TASK STATEMENT: In the data below, find every line with the string "items" and pull it out.

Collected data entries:
%%

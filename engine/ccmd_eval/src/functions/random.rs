//! Randomness for `randInt` and `shuffle`, from the operating system.

use crate::errors::{invalid_argument, FnError};

/// A uniform value in `0..bound`. `bound` must be non-zero.
pub(super) fn below(bound: u64) -> Result<u64, FnError> {
    if bound == 0 {
        return Err(invalid_argument("empty range"));
    }
    // Reject the biased tail so every residue is equally likely.
    let zone = u64::MAX - (u64::MAX % bound);
    loop {
        let raw = getrandom::u64().map_err(|e| FnError::new(format!("no randomness: {e}")))?;
        if raw < zone {
            return Ok(raw % bound);
        }
    }
}

/// Fisher-Yates shuffle in place.
pub(super) fn shuffle<T>(items: &mut [T]) -> Result<(), FnError> {
    for i in (1..items.len()).rev() {
        let j = below(i as u64 + 1)? as usize;
        items.swap(i, j);
    }
    Ok(())
}

#[cfg(test)]
#[expect(clippy::unwrap_used, reason = "Tests use unwrap for brevity")]
mod tests {
    use super::*;

    #[test]
    fn test_below_stays_in_range() {
        for _ in 0..200 {
            assert!(below(3).unwrap() < 3);
        }
        assert_eq!(below(1).unwrap(), 0);
        assert!(below(0).is_err());
    }

    #[test]
    fn test_shuffle_is_a_permutation() {
        let mut items: Vec<u32> = (0..50).collect();
        shuffle(&mut items).unwrap();
        items.sort_unstable();
        assert_eq!(items, (0..50).collect::<Vec<_>>());
    }
}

%%

RESULT:
pub(super) fn shuffle<T>(items: &mut [T]) -> Result<(), FnError> {
    for i in (1..items.len()).rev() {
        items.swap(i, j);
        let mut items: Vec<u32> = (0..50).collect();
        shuffle(&mut items).unwrap();
        items.sort_unstable();
        assert_eq!(items, (0..50).collect::<Vec<_>>());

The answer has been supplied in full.